** About this exercise **
Going through the data below, find how many lines include the word "count", and reply with that number alone.

★ ★ ★

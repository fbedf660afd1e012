//! Fixed sample directory for local development and demos.

use dioxus_logger::tracing;
use sea_orm::{DatabaseConnection, TransactionTrait};

use crate::server::{
    data::{
        bank::BankRepository,
        branch::{BranchRepository, NewBranch},
    },
    error::Error,
};

/// Sample banks as `(name, code)`
static BANKS: [(&str, &str); 5] = [
    ("State Bank of India", "SBI"),
    ("HDFC Bank", "HDFC"),
    ("ICICI Bank", "ICICI"),
    ("Axis Bank", "AXIS"),
    ("Punjab National Bank", "PNB"),
];

/// A sample branch, linked to its bank through the bank code
struct SampleBranch {
    bank_code: &'static str,
    ifsc: &'static str,
    name: &'static str,
    address: &'static str,
    city: &'static str,
    state: &'static str,
}

static BRANCHES: [SampleBranch; 10] = [
    SampleBranch {
        bank_code: "SBI",
        ifsc: "SBIN0000001",
        name: "Mumbai Main Branch",
        address: "123 Fort Area, Mumbai",
        city: "Mumbai",
        state: "Maharashtra",
    },
    SampleBranch {
        bank_code: "SBI",
        ifsc: "SBIN0000002",
        name: "Delhi Connaught Place",
        address: "456 CP, New Delhi",
        city: "Delhi",
        state: "Delhi",
    },
    SampleBranch {
        bank_code: "HDFC",
        ifsc: "HDFC0000001",
        name: "Bangalore Koramangala",
        address: "789 Koramangala, Bangalore",
        city: "Bangalore",
        state: "Karnataka",
    },
    SampleBranch {
        bank_code: "HDFC",
        ifsc: "HDFC0000002",
        name: "Chennai Anna Nagar",
        address: "321 Anna Nagar, Chennai",
        city: "Chennai",
        state: "Tamil Nadu",
    },
    SampleBranch {
        bank_code: "ICICI",
        ifsc: "ICIC0000001",
        name: "Pune Camp",
        address: "654 Camp Area, Pune",
        city: "Pune",
        state: "Maharashtra",
    },
    SampleBranch {
        bank_code: "ICICI",
        ifsc: "ICIC0000002",
        name: "Hyderabad Gachibowli",
        address: "987 Gachibowli, Hyderabad",
        city: "Hyderabad",
        state: "Telangana",
    },
    SampleBranch {
        bank_code: "AXIS",
        ifsc: "UTIB0000001",
        name: "Kolkata Park Street",
        address: "147 Park Street, Kolkata",
        city: "Kolkata",
        state: "West Bengal",
    },
    SampleBranch {
        bank_code: "AXIS",
        ifsc: "UTIB0000002",
        name: "Ahmedabad CG Road",
        address: "258 CG Road, Ahmedabad",
        city: "Ahmedabad",
        state: "Gujarat",
    },
    SampleBranch {
        bank_code: "PNB",
        ifsc: "PUNB0000001",
        name: "Jaipur MI Road",
        address: "369 MI Road, Jaipur",
        city: "Jaipur",
        state: "Rajasthan",
    },
    SampleBranch {
        bank_code: "PNB",
        ifsc: "PUNB0000002",
        name: "Lucknow Hazratganj",
        address: "741 Hazratganj, Lucknow",
        city: "Lucknow",
        state: "Uttar Pradesh",
    },
];

pub struct SeedService<'a> {
    db: &'a DatabaseConnection,
}

impl<'a> SeedService<'a> {
    /// Creates a new instance of [`SeedService`]
    pub fn new(db: &'a DatabaseConnection) -> Self {
        Self { db }
    }

    /// Replaces the directory with the sample banks and branches.
    ///
    /// Runs in a single transaction, on failure the existing directory is left untouched.
    ///
    /// # Returns
    /// - `Ok((banks, branches))` - Number of banks and branches created
    /// - `Err(Error::ConstraintViolation)` - A sample row conflicted with another
    /// - `Err(Error::DbErr)` - Database operation failed
    pub async fn seed(&self) -> Result<(u64, u64), Error> {
        let txn = self.db.begin().await?;
        let bank_repo = BankRepository::new(&txn);
        let branch_repo = BranchRepository::new(&txn);

        branch_repo.delete_all().await?;
        bank_repo.delete_all().await?;

        let mut bank_ids = Vec::with_capacity(BANKS.len());
        for (name, code) in BANKS {
            let bank = bank_repo
                .create(None, name, Some(code))
                .await
                .map_err(Error::from_write)?;
            tracing::info!("Created bank: {}", bank.name);
            bank_ids.push((code, bank.id));
        }

        for sample in &BRANCHES {
            let Some(&(_, bank_id)) = bank_ids
                .iter()
                .find(|(code, _)| *code == sample.bank_code)
            else {
                return Err(Error::InternalError(format!(
                    "Sample branch {} references unknown bank code {}",
                    sample.ifsc, sample.bank_code
                )));
            };

            let branch = branch_repo
                .create(NewBranch {
                    ifsc: sample.ifsc.to_string(),
                    bank_id,
                    name: sample.name.to_string(),
                    address: sample.address.to_string(),
                    city: sample.city.to_string(),
                    district: None,
                    state: sample.state.to_string(),
                })
                .await
                .map_err(Error::from_write)?;
            tracing::info!("Created branch: {} ({})", branch.name, branch.ifsc);
        }

        let banks = bank_repo.count().await?;
        let branches = branch_repo.count().await?;

        txn.commit().await?;

        tracing::info!("Seeded {} banks and {} branches", banks, branches);

        Ok((banks, branches))
    }
}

★ ★ ★

** Solution to this exercise **
2